Sein jugendliches und natürliches Äußeres war einer der wenigen Vorzüge von David. Denn neben seiner, durch einen Mixstabunfall entstellten, Fratze wirkte ich trotz ausgeprägter doppelter Hasenscharte wie ein Hollywoodbeau. Dank ihm war ich selbstbewusst und mutig genug, um Frauen über 40 anzusprechen – naja, eigentlich viel mehr anzulispeln.
Aber das ist alles Geschichte und ich muss in die Zukunft blicken. Die Hoffnung, dass David jemals wieder auftaucht ist äußerst gering. Selbst der langsam nachlassende Weinkrampf spricht dafür. Leb’ wohl Lebensmensch – heute ist die Sonne vom 2gewinnt-Himmel gefallen und mir direkt in den morgendlichen Cafe au lait.

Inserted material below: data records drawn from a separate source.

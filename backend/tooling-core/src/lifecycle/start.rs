use crate::admin::{AdminCommand, AdminTarget, versions_match};
use crate::lifecycle::messages::MessageKey;
use crate::lifecycle::task::{TaskContext, WaitOutcome};
use crate::process::{find_port_owner, port_in_use};

use models::{JvmMode, ServerInstance, ServerState, ServerStatus, TaskEvent, TaskState};

use std::fs::canonicalize;
use std::path::Path;
use std::sync::Arc;

use log::debug;

/// Property of the `__locations` answer holding the domain folder.
const DOMAIN_ROOT_PROPERTY: &str = "Domain-Root";

impl TaskContext {
    /// Bring the instance to `ONLINE`, launching it only when nothing
    /// already answers on its admin port.
    pub async fn start_sequence(&self) -> TaskState {
        let descriptor = match self.instance.descriptor() {
            Ok(descriptor) => descriptor,
            Err(e) => {
                return self.notify(
                    TaskState::Failed,
                    TaskEvent::Exception,
                    MessageKey::Exception,
                    &[e.to_string().as_str()],
                );
            }
        };

        self.notify(
            TaskState::Running,
            TaskEvent::CmdRunning,
            MessageKey::StartRunning,
            &[],
        );

        let status = match self.monitor.monitor(&self.instance).await {
            Ok(status) => status,
            Err(e) => {
                return self.notify(
                    TaskState::Failed,
                    TaskEvent::IllegalState,
                    MessageKey::MonitoringFailed,
                    &[e.to_string().as_str()],
                );
            }
        };
        debug!("Start of '{}' found status {status}", self.name());

        if descriptor.is_remote() {
            return if status == ServerStatus::Online {
                self.notify(
                    TaskState::Completed,
                    TaskEvent::CmdCompleted,
                    MessageKey::AlreadyRunning,
                    &[],
                )
            } else {
                self.notify(
                    TaskState::Failed,
                    TaskEvent::IllegalState,
                    MessageKey::StartRemote,
                    &[],
                )
            };
        }

        match status {
            ServerStatus::Online => {
                return self.notify(
                    TaskState::Completed,
                    TaskEvent::CmdCompleted,
                    MessageKey::AlreadyRunning,
                    &[],
                );
            }
            ServerStatus::Startup => return self.await_running_start().await,
            ServerStatus::Shutdown => {
                self.notify(
                    TaskState::Running,
                    TaskEvent::CmdRunning,
                    MessageKey::StartWaitingShutdown,
                    &[],
                );
                match self
                    .wait_for_status(&[ServerStatus::Offline], self.config.stop_timeout(), None)
                    .await
                {
                    WaitOutcome::Reached(_) => {}
                    WaitOutcome::NotMonitored => return self.poller_stopped(),
                    WaitOutcome::TimedOut | WaitOutcome::ProcessExited => {
                        return self.notify(
                            TaskState::Failed,
                            TaskEvent::CmdFailed,
                            MessageKey::StopTimeout,
                            &[self.config.stop_timeout_secs.to_string().as_str()],
                        );
                    }
                }
            }
            ServerStatus::Offline | ServerStatus::Unknown => {}
        }

        self.start_offline(&descriptor).await
    }

    /// Someone else is already starting the server; wait for the outcome.
    async fn await_running_start(&self) -> TaskState {
        self.notify(
            TaskState::Running,
            TaskEvent::CmdRunning,
            MessageKey::StartWaitingStartup,
            &[],
        );

        let statuses = [ServerStatus::Online, ServerStatus::Shutdown, ServerStatus::Offline];
        match self
            .wait_for_status(&statuses, self.config.start_timeout(), None)
            .await
        {
            WaitOutcome::Reached(check) if check.status == ServerStatus::Online => self.notify(
                TaskState::Completed,
                TaskEvent::CmdCompleted,
                MessageKey::StartCompleted,
                &[],
            ),
            WaitOutcome::Reached(check) => self.notify(
                TaskState::Failed,
                TaskEvent::CmdFailed,
                MessageKey::StartFailed,
                &[check.status.as_str()],
            ),
            WaitOutcome::NotMonitored => self.poller_stopped(),
            WaitOutcome::TimedOut | WaitOutcome::ProcessExited => self.notify(
                TaskState::Failed,
                TaskEvent::CmdFailed,
                MessageKey::StartTimeout,
                &[self.config.start_timeout_secs.to_string().as_str()],
            ),
        }
    }

    async fn start_offline(&self, descriptor: &ServerInstance) -> TaskState {
        let port = descriptor.admin_port.to_string();

        if port_in_use(&descriptor.host, descriptor.admin_port, self.connect_timeout).await {
            return self.start_on_occupied_port(descriptor, &port).await;
        }

        let process = match self.launcher.launch(descriptor) {
            Ok(process) => Arc::new(process),
            Err(e) => {
                return self.notify(
                    TaskState::Failed,
                    TaskEvent::Exception,
                    MessageKey::LaunchFailed,
                    &[e.to_string().as_str()],
                );
            }
        };
        self.instance.set_process(Arc::clone(&process));
        self.log_views.attach_process(self.name(), &process);

        // A profiled JVM blocks until the profiler attaches; the status
        // listener moves the state on once the server answers.
        if descriptor.jvm_mode == JvmMode::Profile {
            self.instance.set_state(ServerState::StoppedJvmProfiler);
            return self.notify(
                TaskState::Completed,
                TaskEvent::CmdCompleted,
                MessageKey::ProfilerWaiting,
                &[],
            );
        }

        self.notify(
            TaskState::Running,
            TaskEvent::CmdRunning,
            MessageKey::Launched,
            &[],
        );

        let statuses = [ServerStatus::Online, ServerStatus::Shutdown];
        match self
            .wait_for_status(&statuses, self.config.start_timeout(), Some(&process))
            .await
        {
            WaitOutcome::Reached(check) if check.status == ServerStatus::Online => self.notify(
                TaskState::Completed,
                TaskEvent::CmdCompleted,
                MessageKey::StartCompleted,
                &[],
            ),
            WaitOutcome::Reached(check) => self.notify(
                TaskState::Failed,
                TaskEvent::CmdFailed,
                MessageKey::StartFailed,
                &[check.status.as_str()],
            ),
            WaitOutcome::ProcessExited => {
                self.instance.take_process();
                self.notify(
                    TaskState::Failed,
                    TaskEvent::ProcessNotRunning,
                    MessageKey::ProcessExited,
                    &[],
                )
            }
            WaitOutcome::NotMonitored => self.poller_stopped(),
            WaitOutcome::TimedOut => self.notify(
                TaskState::Failed,
                TaskEvent::CmdFailed,
                MessageKey::StartTimeout,
                &[self.config.start_timeout_secs.to_string().as_str()],
            ),
        }
    }

    /// The admin port answers although the poller saw the server offline:
    /// find out whether it is our server before touching anything.
    async fn start_on_occupied_port(&self, descriptor: &ServerInstance, port: &str) -> TaskState {
        if let Ok(Some(owner)) = find_port_owner(descriptor.admin_port) {
            debug!(
                "Admin port {port} of '{}' held by {} (PID: {}): {}",
                self.name(),
                owner.name,
                owner.pid,
                owner.command
            );
        }

        let result = self
            .admin
            .exec(&AdminTarget::from(descriptor), AdminCommand::Version)
            .await;

        if let Some(event) = result.auth_failure {
            return self.notify(
                TaskState::Failed,
                event,
                MessageKey::PortOccupiedAuth,
                &[port],
            );
        }

        if !result.is_completed() {
            return self.notify(
                TaskState::Failed,
                TaskEvent::IllegalState,
                MessageKey::PortOccupiedUnreachable,
                &[port, result.message.as_str()],
            );
        }

        if versions_match(descriptor.version.as_deref(), &result.message) {
            if let Some(other) = self.foreign_domain_root(descriptor).await {
                return self.notify(
                    TaskState::Failed,
                    TaskEvent::CmdFailed,
                    MessageKey::PortOccupiedOtherDomain,
                    &[port, other.as_str()],
                );
            }
            self.notify(
                TaskState::Completed,
                TaskEvent::CmdCompleted,
                MessageKey::PortOccupiedSameServer,
                &[port],
            )
        } else {
            self.notify(
                TaskState::Failed,
                TaskEvent::CmdFailed,
                MessageKey::PortOccupiedOther,
                &[port, result.message.as_str()],
            )
        }
    }

    /// Domain folder reported by `__locations` when it is not the one of
    /// `descriptor`. Servers that do not answer the command are accepted.
    pub(crate) async fn foreign_domain_root(&self, descriptor: &ServerInstance) -> Option<String> {
        let expected = descriptor.domain_dir()?;
        let result = self
            .admin
            .exec(&AdminTarget::from(descriptor), AdminCommand::Locations)
            .await;
        if !result.is_completed() {
            debug!("No locations from '{}': {}", self.name(), result.message);
            return None;
        }

        let reported = result.properties.get(DOMAIN_ROOT_PROPERTY)?;
        let same = match (canonicalize(&expected), canonicalize(reported)) {
            (Ok(expected), Ok(reported)) => expected == reported,
            _ => expected.as_path() == Path::new(reported),
        };
        (!same).then(|| reported.clone())
    }
}
use std::fmt::{Display, Formatter, Result as FormatResult};

/// Authoritative lifecycle state of one registered instance.
///
/// Only listeners move an instance between states: the lifecycle task listener
/// reacts to start/stop/kill progress, the status listener to poll results.
#[derive(Debug, Clone, Copy, PartialEq, Eq, Hash, Default)]
pub enum ServerState {
    #[default]
    Unknown,
    Stopped,
    Starting,
    Running,
    Stopping,
    StoppedJvmProfiler,
}

impl ServerState {
    pub fn as_str(&self) -> &'static str {
        match self {
            ServerState::Unknown => "UNKNOWN",
            ServerState::Stopped => "STOPPED",
            ServerState::Starting => "STARTING",
            ServerState::Running => "RUNNING",
            ServerState::Stopping => "STOPPING",
            ServerState::StoppedJvmProfiler => "STOPPED_JVM_PROFILER",
        }
    }

    /// States in which a lifecycle command is already in flight.
    pub fn is_transitional(&self) -> bool {
        matches!(self, ServerState::Starting | ServerState::Stopping)
    }
}

impl Display for ServerState {
    fn fmt(&self, f: &mut Formatter<'_>) -> FormatResult {
        f.write_str(self.as_str())
    }
}

/// Reachability classification produced by one status poll.
#[derive(Debug, Clone, Copy, PartialEq, Eq, Hash, Default)]
pub enum ServerStatus {
    Offline,
    Startup,
    Online,
    Shutdown,
    #[default]
    Unknown,
}

impl ServerStatus {
    pub const ALL: [ServerStatus; 5] = [
        ServerStatus::Offline,
        ServerStatus::Startup,
        ServerStatus::Online,
        ServerStatus::Shutdown,
        ServerStatus::Unknown,
    ];

    pub fn as_str(&self) -> &'static str {
        match self {
            ServerStatus::Offline => "OFFLINE",
            ServerStatus::Startup => "STARTUP",
            ServerStatus::Online => "ONLINE",
            ServerStatus::Shutdown => "SHUTDOWN",
            ServerStatus::Unknown => "UNKNOWN",
        }
    }
}

impl Display for ServerStatus {
    fn fmt(&self, f: &mut Formatter<'_>) -> FormatResult {
        f.write_str(self.as_str())
    }
}

impl From<ServerStatus> for ServerState {
    fn from(status: ServerStatus) -> Self {
        match status {
            ServerStatus::Offline => ServerState::Stopped,
            ServerStatus::Startup => ServerState::Starting,
            ServerStatus::Online => ServerState::Running,
            ServerStatus::Shutdown => ServerState::Stopping,
            ServerStatus::Unknown => ServerState::Unknown,
        }
    }
}

/// Broadcast after an instance's state changed and its lock was released.
#[derive(Debug, Clone, PartialEq, Eq)]
pub struct StateChange {
    pub instance: String,
    pub old: ServerState,
    pub new: ServerState,
}
use crate::helpers::{CountingLauncher, FakeAdmin, Recorder, closed_port, fast_config, local_instance};

use tooling_core::lifecycle::task::TaskListener;
use tooling_core::manager::ToolingManager;

use models::{TaskEvent, TaskState};

use std::sync::Arc;

fn manager() -> ToolingManager {
    ToolingManager::builder()
        .with_config(fast_config())
        .with_admin(Arc::new(FakeAdmin::reporting("6.2024.6")))
        .with_launcher(Arc::new(CountingLauncher::default()))
        .build()
        .unwrap()
}

#[tokio::test]
async fn given_no_tracked_process_when_killed_then_process_not_exists() {
    // GIVEN: A registered instance nobody launched
    let domains = tempfile::tempdir().unwrap();
    let manager = manager();
    manager
        .register(local_instance("payara6", domains.path(), closed_port()))
        .unwrap();
    let recorder = Arc::new(Recorder::default());

    // WHEN: Killing it
    let listeners: Vec<Arc<dyn TaskListener>> = vec![recorder.clone()];
    let state = manager.kill("payara6", &listeners).unwrap().wait().await;

    // THEN: ProcessNotExists
    assert_eq!(state, TaskState::Failed);
    assert_eq!(recorder.last().map(|e| e.1), Some(TaskEvent::ProcessNotExists));
    manager.shutdown();
}

#[cfg(unix)]
mod unix {
    use super::manager;

    use crate::helpers::{Recorder, closed_port, eventually, local_instance};

    use tooling_core::lifecycle::task::TaskListener;
    use tooling_core::process::ServerProcess;

    use models::{TaskEvent, TaskState};

    use std::sync::Arc;
    use std::time::Duration;

    use tokio::process::Command;

    /// **VALUE**: Verifies killing an already exited process reports it and forgets it.
    ///
    /// **BUG THIS CATCHES**: Would catch a stale handle being kept after the JVM crashed,
    /// making every later kill claim to succeed against nothing.
    #[tokio::test]
    async fn given_exited_process_when_killed_then_process_not_running() {
        // GIVEN: An instance tracking a process that already exited
        let domains = tempfile::tempdir().unwrap();
        let manager = manager();
        let instance = manager
            .register(local_instance("payara6", domains.path(), closed_port()))
            .unwrap();
        let child = Command::new("sh").args(["-c", "exit 0"]).spawn().unwrap();
        let process = Arc::new(ServerProcess::from_child(child));
        instance.set_process(Arc::clone(&process));
        assert!(eventually(Duration::from_secs(5), || !process.is_running()).await);
        let recorder = Arc::new(Recorder::default());

        // WHEN: Killing it
        let listeners: Vec<Arc<dyn TaskListener>> = vec![recorder.clone()];
        let state = manager.kill("payara6", &listeners).unwrap().wait().await;

        // THEN: ProcessNotRunning and the handle is gone
        assert_eq!(state, TaskState::Failed);
        assert_eq!(recorder.last().map(|e| e.1), Some(TaskEvent::ProcessNotRunning));
        assert!(instance.process().is_none());
        manager.shutdown();
    }

    #[tokio::test]
    async fn given_running_process_when_killed_then_completed_and_process_gone() {
        let domains = tempfile::tempdir().unwrap();
        let manager = manager();
        let instance = manager
            .register(local_instance("payara6", domains.path(), closed_port()))
            .unwrap();
        let child = Command::new("sleep").arg("30").spawn().unwrap();
        let process = Arc::new(ServerProcess::from_child(child));
        instance.set_process(Arc::clone(&process));
        let recorder = Arc::new(Recorder::default());

        let listeners: Vec<Arc<dyn TaskListener>> = vec![recorder.clone()];
        let state = manager.kill("payara6", &listeners).unwrap().wait().await;

        assert_eq!(state, TaskState::Completed);
        assert_eq!(recorder.last().map(|e| e.1), Some(TaskEvent::CmdCompleted));
        assert!(!process.is_running());
        assert!(instance.process().is_none());
        manager.shutdown();
    }
}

Pressekonferenz abgesagt und meine Bitte einer nationalen Schweigewoche zurückgezogen! Mein weinerliches Dasein hat ein Ende und das genau rechtzeitig, da mein Körperflüssigkeitsanteil mittlerweile gegen Null strebt. David wurde heil und mehr oder weniger gesund aufgefunden!
Nach drei Wochen Trauer kam mir die Idee meinem Lebensmenschen einfach eine SMS zu schicken um ihn zu fragen ob alles okay sei. Ich bekam auch umgehend eine Antwort mit seinem momentanen Standort und einen Hinweis auf die günstigen neuen Jamba Klingeltöne. Nachdem ich mir als das Sparabo mit dem furzenden Habicht zugelegt habe fuhr ich sofort los um meinen Lebensmenschen abzuholen.
David verlebte die letzten drei Wochen in einem Modelbaugeschäft das am Tag seines Besuchs Konkurs anmeldete und seine Pforten schloss. Beim Versuch sich zu befreien besudelte er seine Finger mit Super-Modelkleber blieb so am Türgriff kleben. Glücklicherweise konnte er mit der anderen Hand nach einem maßstabsgetreuen Spielzeugauto greifen. Mit diesem VW-Phaeton Modell spielte er wochenlang auf dem für ihm erreichbaren Straßenteppich. Allerdings rettete ihn das nicht ganz vor dem drohenden Wahnsinn. Denn seit seiner Befreiung schreit er unentwegt mit seiner piepsigen Kopfstimme: „Er ist rechts von der Straße abgekommen. RECHTS!“ Ihm dürfte wohl beim Spielen das Modellauto aus seinen Schweißfingern gerutscht sein. Noch versuchen wir ihn in einer ruhigen und saumäßig bequemen Alm zu kurieren.
Ich habe endlich meinen Lebensmenschen wieder. Ich wünsche niemanden das, was ich in den letzten Wochen emotional durchmachen musste. Und noch ein Tipp an alle, die mich auf diesem Weg begleitet haben: „Auf Wertgegenstände wird nicht geachtet“ sollte ernst genommen werden – oder man sollte regelmäßig überprüfen, was einem etwas wert ist.